Instructions to follow.
In the data below, find the line that contains "assert_eq!(deployment.engine.creates.load(Ordering::SeqCst), 0);" and the line that contains "pub const CREDENTIALS: &str". Copy both, plus every line between them, exactly.

(Saved entries)
====

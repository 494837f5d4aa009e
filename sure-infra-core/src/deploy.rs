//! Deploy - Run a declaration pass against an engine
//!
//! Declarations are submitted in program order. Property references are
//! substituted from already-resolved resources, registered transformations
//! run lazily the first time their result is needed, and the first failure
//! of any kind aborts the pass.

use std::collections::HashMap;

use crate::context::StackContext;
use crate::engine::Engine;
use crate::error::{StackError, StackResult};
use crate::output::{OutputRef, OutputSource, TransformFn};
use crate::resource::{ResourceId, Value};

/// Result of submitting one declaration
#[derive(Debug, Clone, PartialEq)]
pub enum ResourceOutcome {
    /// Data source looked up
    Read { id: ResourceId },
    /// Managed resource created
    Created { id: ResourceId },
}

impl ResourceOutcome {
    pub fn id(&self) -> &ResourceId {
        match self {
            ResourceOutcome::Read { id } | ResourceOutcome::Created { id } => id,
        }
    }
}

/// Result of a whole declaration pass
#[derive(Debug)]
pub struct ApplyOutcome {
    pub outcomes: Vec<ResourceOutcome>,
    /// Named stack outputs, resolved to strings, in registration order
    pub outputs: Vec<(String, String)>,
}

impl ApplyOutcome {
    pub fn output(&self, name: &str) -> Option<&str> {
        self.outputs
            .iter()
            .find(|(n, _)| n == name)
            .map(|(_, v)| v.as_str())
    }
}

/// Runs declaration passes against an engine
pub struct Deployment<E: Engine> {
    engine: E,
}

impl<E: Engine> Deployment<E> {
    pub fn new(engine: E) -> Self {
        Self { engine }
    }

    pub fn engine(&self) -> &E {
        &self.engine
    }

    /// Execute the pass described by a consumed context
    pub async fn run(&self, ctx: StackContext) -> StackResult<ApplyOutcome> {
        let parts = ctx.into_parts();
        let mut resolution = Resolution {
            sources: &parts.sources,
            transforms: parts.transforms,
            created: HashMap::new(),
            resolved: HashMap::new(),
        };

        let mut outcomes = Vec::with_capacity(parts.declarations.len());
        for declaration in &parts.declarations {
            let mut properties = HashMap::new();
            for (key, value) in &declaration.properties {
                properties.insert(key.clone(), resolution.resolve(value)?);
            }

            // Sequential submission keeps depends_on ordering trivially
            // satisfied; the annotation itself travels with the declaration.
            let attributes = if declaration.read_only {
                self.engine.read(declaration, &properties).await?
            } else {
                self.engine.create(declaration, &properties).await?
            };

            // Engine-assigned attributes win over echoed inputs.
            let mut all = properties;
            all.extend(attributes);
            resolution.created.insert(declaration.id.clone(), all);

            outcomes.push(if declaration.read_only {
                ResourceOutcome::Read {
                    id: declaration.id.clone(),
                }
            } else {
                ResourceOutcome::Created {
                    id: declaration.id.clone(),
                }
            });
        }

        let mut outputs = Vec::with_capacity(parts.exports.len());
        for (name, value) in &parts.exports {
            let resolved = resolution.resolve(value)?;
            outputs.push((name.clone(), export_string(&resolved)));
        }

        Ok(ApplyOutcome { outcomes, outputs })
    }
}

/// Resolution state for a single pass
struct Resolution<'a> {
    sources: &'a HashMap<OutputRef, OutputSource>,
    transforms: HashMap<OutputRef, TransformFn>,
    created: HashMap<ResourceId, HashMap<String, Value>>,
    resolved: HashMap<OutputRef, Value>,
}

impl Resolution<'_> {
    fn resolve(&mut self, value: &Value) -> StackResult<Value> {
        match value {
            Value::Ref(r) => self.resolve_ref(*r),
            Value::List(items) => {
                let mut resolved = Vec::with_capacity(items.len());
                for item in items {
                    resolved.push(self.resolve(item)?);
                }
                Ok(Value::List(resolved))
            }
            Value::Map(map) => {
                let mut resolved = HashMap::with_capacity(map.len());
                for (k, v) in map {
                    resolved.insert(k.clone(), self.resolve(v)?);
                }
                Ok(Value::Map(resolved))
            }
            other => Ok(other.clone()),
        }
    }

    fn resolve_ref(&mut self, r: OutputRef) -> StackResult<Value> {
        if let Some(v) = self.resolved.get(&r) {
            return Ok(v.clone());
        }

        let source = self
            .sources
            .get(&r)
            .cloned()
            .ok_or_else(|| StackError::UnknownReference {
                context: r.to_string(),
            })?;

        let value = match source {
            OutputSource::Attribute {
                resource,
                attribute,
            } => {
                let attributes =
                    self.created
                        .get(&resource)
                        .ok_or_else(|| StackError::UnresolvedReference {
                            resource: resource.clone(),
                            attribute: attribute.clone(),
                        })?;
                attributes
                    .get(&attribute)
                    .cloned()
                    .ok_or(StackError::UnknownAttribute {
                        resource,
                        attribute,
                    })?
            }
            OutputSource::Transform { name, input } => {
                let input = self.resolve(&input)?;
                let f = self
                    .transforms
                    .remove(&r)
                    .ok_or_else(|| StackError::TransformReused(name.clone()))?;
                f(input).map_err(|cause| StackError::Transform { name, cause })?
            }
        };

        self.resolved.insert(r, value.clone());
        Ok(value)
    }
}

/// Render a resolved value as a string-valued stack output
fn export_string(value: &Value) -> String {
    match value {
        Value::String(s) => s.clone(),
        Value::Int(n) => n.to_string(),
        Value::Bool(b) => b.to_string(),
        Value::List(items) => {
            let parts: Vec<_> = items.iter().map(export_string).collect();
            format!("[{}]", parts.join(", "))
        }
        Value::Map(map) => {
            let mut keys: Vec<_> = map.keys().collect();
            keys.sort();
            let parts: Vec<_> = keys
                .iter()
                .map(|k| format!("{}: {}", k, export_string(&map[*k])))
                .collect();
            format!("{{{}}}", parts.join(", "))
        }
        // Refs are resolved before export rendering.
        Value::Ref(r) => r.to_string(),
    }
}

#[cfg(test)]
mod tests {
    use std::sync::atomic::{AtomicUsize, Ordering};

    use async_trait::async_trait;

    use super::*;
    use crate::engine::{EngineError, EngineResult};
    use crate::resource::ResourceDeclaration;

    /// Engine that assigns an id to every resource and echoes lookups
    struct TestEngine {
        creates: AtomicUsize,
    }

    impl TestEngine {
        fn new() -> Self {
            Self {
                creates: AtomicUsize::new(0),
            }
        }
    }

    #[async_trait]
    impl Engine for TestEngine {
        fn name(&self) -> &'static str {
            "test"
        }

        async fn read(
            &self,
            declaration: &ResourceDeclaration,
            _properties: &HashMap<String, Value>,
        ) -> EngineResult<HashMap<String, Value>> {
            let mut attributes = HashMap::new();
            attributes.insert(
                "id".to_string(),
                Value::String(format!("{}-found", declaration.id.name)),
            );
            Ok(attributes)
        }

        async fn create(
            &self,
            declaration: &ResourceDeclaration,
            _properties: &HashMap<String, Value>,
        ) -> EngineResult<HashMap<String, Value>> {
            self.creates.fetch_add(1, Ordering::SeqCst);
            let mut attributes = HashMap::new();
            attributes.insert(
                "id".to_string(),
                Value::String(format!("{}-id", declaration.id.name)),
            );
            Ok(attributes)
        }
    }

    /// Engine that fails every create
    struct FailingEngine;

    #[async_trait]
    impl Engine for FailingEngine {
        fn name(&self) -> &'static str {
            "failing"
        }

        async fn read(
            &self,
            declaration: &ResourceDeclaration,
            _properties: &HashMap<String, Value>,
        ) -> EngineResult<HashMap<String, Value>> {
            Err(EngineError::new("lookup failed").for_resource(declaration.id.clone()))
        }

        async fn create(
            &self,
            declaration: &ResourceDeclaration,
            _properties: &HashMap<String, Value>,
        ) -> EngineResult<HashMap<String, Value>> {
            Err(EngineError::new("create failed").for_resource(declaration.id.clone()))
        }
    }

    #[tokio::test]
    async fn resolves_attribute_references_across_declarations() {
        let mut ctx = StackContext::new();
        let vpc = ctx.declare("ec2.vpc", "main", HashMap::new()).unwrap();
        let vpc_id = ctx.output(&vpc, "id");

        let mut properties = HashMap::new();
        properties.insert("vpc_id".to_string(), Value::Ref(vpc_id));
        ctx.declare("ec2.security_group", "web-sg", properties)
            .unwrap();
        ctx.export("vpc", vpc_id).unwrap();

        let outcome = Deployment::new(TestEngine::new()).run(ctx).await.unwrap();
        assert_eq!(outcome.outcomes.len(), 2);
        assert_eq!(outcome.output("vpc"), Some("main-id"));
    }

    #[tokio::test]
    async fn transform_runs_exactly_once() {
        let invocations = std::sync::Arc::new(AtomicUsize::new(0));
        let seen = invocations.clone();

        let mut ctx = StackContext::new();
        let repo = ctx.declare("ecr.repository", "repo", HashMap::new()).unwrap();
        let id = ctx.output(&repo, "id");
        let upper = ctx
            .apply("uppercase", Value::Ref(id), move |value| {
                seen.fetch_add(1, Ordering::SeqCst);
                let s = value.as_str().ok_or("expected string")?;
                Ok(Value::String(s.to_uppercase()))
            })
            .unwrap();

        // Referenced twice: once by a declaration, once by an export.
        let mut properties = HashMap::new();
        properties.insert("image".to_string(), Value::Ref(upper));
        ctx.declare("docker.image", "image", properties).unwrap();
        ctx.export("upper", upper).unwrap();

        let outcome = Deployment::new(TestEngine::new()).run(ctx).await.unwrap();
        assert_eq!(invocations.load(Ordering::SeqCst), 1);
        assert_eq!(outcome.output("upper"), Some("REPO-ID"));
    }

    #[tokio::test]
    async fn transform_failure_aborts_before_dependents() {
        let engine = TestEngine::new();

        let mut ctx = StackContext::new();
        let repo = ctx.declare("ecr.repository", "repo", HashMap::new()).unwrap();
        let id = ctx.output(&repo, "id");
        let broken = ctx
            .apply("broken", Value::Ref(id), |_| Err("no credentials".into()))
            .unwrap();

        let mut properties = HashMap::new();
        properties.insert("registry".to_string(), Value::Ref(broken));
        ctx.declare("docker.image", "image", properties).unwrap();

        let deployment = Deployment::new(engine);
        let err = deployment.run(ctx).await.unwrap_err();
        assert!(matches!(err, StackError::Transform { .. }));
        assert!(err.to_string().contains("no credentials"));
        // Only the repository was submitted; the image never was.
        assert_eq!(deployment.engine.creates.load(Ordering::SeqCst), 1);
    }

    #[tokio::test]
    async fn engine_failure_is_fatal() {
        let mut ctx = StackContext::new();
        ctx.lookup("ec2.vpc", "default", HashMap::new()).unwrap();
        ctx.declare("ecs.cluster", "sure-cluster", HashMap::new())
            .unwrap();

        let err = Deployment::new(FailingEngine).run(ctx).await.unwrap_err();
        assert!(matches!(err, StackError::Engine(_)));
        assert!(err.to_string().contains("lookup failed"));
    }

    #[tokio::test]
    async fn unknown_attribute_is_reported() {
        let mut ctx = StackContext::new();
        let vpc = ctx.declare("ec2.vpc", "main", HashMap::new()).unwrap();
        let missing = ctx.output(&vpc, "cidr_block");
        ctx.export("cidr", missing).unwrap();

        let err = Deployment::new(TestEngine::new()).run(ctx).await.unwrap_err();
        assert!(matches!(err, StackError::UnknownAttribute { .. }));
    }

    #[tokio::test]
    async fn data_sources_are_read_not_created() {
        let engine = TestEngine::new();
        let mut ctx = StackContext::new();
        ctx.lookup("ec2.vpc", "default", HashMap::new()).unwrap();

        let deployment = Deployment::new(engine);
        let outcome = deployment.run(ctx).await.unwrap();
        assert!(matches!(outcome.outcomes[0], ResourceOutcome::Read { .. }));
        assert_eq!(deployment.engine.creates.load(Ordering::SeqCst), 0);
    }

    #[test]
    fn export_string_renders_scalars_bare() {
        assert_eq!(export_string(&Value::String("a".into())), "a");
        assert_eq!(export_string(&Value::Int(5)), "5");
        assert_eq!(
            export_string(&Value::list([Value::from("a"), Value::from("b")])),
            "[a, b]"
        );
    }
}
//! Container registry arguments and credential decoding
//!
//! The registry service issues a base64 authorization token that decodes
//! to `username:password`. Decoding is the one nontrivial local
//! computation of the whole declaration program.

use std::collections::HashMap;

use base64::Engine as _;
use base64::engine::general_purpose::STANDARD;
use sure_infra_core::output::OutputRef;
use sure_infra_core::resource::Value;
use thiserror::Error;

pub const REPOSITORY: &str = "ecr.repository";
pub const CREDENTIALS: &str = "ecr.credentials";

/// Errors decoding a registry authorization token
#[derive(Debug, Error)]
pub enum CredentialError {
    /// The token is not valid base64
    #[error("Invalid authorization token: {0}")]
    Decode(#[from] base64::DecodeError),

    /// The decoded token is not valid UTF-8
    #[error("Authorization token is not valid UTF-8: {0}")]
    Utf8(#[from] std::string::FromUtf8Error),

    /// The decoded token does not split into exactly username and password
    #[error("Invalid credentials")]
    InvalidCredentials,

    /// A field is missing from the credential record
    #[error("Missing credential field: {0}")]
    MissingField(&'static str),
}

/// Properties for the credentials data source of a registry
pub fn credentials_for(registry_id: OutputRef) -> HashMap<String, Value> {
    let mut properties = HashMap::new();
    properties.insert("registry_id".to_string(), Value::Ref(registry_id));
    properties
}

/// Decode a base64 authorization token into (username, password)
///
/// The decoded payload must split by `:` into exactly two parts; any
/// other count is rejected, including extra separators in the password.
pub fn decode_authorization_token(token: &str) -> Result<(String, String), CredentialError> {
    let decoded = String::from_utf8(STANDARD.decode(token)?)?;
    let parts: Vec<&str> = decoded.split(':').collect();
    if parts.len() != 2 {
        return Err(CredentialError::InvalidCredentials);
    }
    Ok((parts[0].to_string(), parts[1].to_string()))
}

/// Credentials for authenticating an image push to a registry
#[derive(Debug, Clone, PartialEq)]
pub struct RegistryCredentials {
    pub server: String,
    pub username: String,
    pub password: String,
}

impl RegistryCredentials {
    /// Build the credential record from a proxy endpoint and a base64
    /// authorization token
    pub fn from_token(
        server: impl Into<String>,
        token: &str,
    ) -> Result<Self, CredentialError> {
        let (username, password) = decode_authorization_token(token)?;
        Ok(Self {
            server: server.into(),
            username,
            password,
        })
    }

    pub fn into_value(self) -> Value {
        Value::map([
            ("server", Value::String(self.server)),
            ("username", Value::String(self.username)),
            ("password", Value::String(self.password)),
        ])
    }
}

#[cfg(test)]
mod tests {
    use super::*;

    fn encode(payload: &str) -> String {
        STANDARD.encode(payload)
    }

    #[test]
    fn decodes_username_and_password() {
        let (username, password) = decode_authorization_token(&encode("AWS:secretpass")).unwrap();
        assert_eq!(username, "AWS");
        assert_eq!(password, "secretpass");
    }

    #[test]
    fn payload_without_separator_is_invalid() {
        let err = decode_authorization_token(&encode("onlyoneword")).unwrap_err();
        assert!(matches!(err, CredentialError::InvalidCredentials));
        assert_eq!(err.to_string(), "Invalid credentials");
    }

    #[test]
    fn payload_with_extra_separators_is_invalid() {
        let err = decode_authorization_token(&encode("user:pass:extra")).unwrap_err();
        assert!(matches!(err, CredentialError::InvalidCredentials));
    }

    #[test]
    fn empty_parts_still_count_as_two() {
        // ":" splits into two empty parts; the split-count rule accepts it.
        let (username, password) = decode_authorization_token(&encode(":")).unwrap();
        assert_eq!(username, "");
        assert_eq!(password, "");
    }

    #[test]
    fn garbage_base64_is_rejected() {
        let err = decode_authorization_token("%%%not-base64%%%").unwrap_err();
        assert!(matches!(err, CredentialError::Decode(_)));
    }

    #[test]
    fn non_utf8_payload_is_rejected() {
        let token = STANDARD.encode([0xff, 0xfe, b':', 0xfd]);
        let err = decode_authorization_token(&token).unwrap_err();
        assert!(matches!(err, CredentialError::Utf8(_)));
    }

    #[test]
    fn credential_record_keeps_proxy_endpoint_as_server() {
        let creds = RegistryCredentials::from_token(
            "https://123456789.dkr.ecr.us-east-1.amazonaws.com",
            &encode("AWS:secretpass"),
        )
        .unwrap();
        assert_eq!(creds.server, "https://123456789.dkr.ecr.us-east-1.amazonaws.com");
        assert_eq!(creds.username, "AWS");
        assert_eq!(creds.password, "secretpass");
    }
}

====

Solution to this task.
        assert_eq!(deployment.engine.creates.load(Ordering::SeqCst), 0);
    }

    #[test]
    fn export_string_renders_scalars_bare() {
        assert_eq!(export_string(&Value::String("a".into())), "a");
        assert_eq!(export_string(&Value::Int(5)), "5");
        assert_eq!(
            export_string(&Value::list([Value::from("a"), Value::from("b")])),
            "[a, b]"
        );
    }
}
//! Container registry arguments and credential decoding
//!
//! The registry service issues a base64 authorization token that decodes
//! to `username:password`. Decoding is the one nontrivial local
//! computation of the whole declaration program.

use std::collections::HashMap;

use base64::Engine as _;
use base64::engine::general_purpose::STANDARD;
use sure_infra_core::output::OutputRef;
use sure_infra_core::resource::Value;
use thiserror::Error;

pub const REPOSITORY: &str = "ecr.repository";
pub const CREDENTIALS: &str = "ecr.credentials";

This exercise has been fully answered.